(SOURCE MATERIAL begins)
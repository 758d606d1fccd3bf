//! Format-agnostic configuration loading

use crate::{Error, NormalizedPath, Result, io};
use serde::de::DeserializeOwned;

/// Format-agnostic configuration store.
///
/// Detects the format from the file extension and deserializes
/// transparently.
#[derive(Debug, Default)]
pub struct ConfigStore;

impl ConfigStore {
    pub fn new() -> Self {
        Self
    }

    /// Load configuration from a file.
    ///
    /// Format is detected from file extension:
    /// - `.toml` -> TOML
    /// - `.json` -> JSON
    /// - `.yaml`, `.yml` -> YAML
    pub fn load<T: DeserializeOwned>(&self, path: &NormalizedPath) -> Result<T> {
        let extension = path.extension().unwrap_or("").to_lowercase();
        if !matches!(extension.as_str(), "toml" | "json" | "yaml" | "yml") {
            return Err(Error::UnsupportedFormat { extension });
        }

        let content = io::read_text(path)?;
        tracing::debug!(path = %path, format = %extension, "loading config");
        Self::parse(path, &extension, &content)
    }

    fn parse<T: DeserializeOwned>(path: &NormalizedPath, extension: &str, content: &str) -> Result<T> {
        match extension {
            "toml" => toml::from_str(content).map_err(|e| Error::ConfigParse {
                path: path.to_native(),
                format: "TOML".into(),
                message: e.to_string(),
            }),
            "json" => serde_json::from_str(content).map_err(|e| Error::ConfigParse {
                path: path.to_native(),
                format: "JSON".into(),
                message: e.to_string(),
            }),
            "yaml" | "yml" => serde_yaml::from_str(content).map_err(|e| Error::ConfigParse {
                path: path.to_native(),
                format: "YAML".into(),
                message: e.to_string(),
            }),
            _ => Err(Error::UnsupportedFormat {
                extension: extension.to_string(),
            }),
        }
    }
}
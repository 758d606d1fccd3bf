//! Atomic I/O operations with file locking

use crate::{Error, NormalizedPath, Result, checksum};
use fs2::FileExt;
use std::fs::{self, File, OpenOptions};
use std::io::{ErrorKind, Read, Seek, SeekFrom, Write};
use std::path::Path;

/// Write content atomically to a file with locking.
///
/// Uses write-to-temp-then-rename so readers never observe a partial file.
/// The temp file lives next to the target (same filesystem) and is removed
/// if any step before the rename fails. Permissions of an existing target
/// are carried over.
pub fn write_atomic(path: &NormalizedPath, content: &[u8]) -> Result<()> {
    let native_path = path.to_native();

    if let Some(parent) = native_path.parent().filter(|p| !p.as_os_str().is_empty()) {
        fs::create_dir_all(parent).map_err(|e| Error::io(parent, e))?;
    }

    let temp_name = format!(
        ".{}.{}.tmp",
        native_path
            .file_name()
            .map(|n| n.to_string_lossy())
            .unwrap_or_default(),
        std::process::id()
    );
    let temp_path = native_path.with_file_name(&temp_name);

    let written = write_temp(&temp_path, &native_path, content);
    if let Err(e) = written {
        let _ = fs::remove_file(&temp_path);
        return Err(e);
    }

    if let Ok(meta) = fs::metadata(&native_path) {
        let _ = fs::set_permissions(&temp_path, meta.permissions());
    }

    fs::rename(&temp_path, &native_path).map_err(|e| {
        let _ = fs::remove_file(&temp_path);
        Error::io(&native_path, e)
    })?;

    tracing::debug!(path = %path, bytes = content.len(), "wrote file atomically");
    Ok(())
}

fn write_temp(temp_path: &Path, native_path: &Path, content: &[u8]) -> Result<()> {
    let mut temp_file = OpenOptions::new()
        .write(true)
        .create(true)
        .truncate(true)
        .open(temp_path)
        .map_err(|e| Error::io(temp_path, e))?;

    temp_file.lock_exclusive().map_err(|_| Error::LockFailed {
        path: native_path.to_path_buf(),
    })?;

    temp_file
        .write_all(content)
        .map_err(|e| Error::io(temp_path, e))?;

    temp_file.sync_all().map_err(|e| Error::io(temp_path, e))?;

    FileExt::unlock(&temp_file).map_err(|_| Error::LockFailed {
        path: native_path.to_path_buf(),
    })?;

    Ok(())
}

/// Read UTF-8 text content from a file.
pub fn read_text(path: &NormalizedPath) -> Result<String> {
    let native_path = path.to_native();
    fs::read_to_string(&native_path).map_err(|e| map_read_error(&native_path, e))
}

/// Write text content to a file atomically.
pub fn write_text(path: &NormalizedPath, content: &str) -> Result<()> {
    write_atomic(path, content.as_bytes())
}

fn map_read_error(path: &Path, e: std::io::Error) -> Error {
    if e.kind() == ErrorKind::InvalidData {
        Error::InvalidEncoding {
            path: path.to_path_buf(),
        }
    } else {
        Error::io(path, e)
    }
}

/// An existing file held under an exclusive advisory lock.
///
/// The lock is taken on open and released when the guard is dropped, so every
/// exit path (including early returns on error) gives it back.
#[derive(Debug)]
pub struct LockedFile {
    path: NormalizedPath,
    file: File,
}

impl LockedFile {
    /// Open an existing file and lock it exclusively.
    ///
    /// Fails with [`Error::LockFailed`] if another process holds the lock.
    pub fn open(path: &NormalizedPath) -> Result<Self> {
        let native_path = path.to_native();
        let file = OpenOptions::new()
            .read(true)
            .write(true)
            .open(&native_path)
            .map_err(|e| Error::io(&native_path, e))?;

        file.try_lock_exclusive()
            .map_err(|_| Error::LockFailed { path: native_path })?;

        tracing::debug!(path = %path, "acquired exclusive lock");
        Ok(Self {
            path: path.clone(),
            file,
        })
    }

    /// Read the whole file as UTF-8 through the locked handle.
    pub fn read_text(&self) -> Result<String> {
        let native_path = self.path.to_native();
        let mut handle = &self.file;
        handle
            .seek(SeekFrom::Start(0))
            .map_err(|e| Error::io(&native_path, e))?;
        let mut content = String::new();
        handle
            .read_to_string(&mut content)
            .map_err(|e| map_read_error(&native_path, e))?;
        Ok(content)
    }

    /// Atomically replace the file's content.
    ///
    /// `expected_checksum` is the checksum of the content this caller read.
    /// If the file no longer matches it, nothing is written and
    /// [`Error::ConcurrentModification`] is returned.
    pub fn replace(self, content: &str, expected_checksum: &str) -> Result<()> {
        let actual = checksum::compute_content_checksum(&self.read_text()?);
        if actual != expected_checksum {
            return Err(Error::ConcurrentModification {
                path: self.path.to_native(),
                expected: expected_checksum.to_string(),
                actual,
            });
        }

        write_text(&self.path, content)?;
        tracing::info!(path = %self.path, "replaced file content");
        Ok(())
    }
}

impl Drop for LockedFile {
    fn drop(&mut self) {
        if FileExt::unlock(&self.file).is_ok() {
            tracing::debug!(path = %self.path, "released lock");
        }
    }
}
(SOURCE MATERIAL ends)
◆ TASK REQUIREMENTS ◆
Your response should be the lines above from the first to the one containing "pub fn new()", inclusive, each given exactly.

◆ ANSWER BELOW ◆
repository 758d606d1fccd3bf
//! Format-agnostic configuration loading

use crate::{Error, NormalizedPath, Result, io};
use serde::de::DeserializeOwned;

/// Format-agnostic configuration store.
///
/// Detects the format from the file extension and deserializes
/// transparently.
#[derive(Debug, Default)]
pub struct ConfigStore;

impl ConfigStore {
    pub fn new() -> Self {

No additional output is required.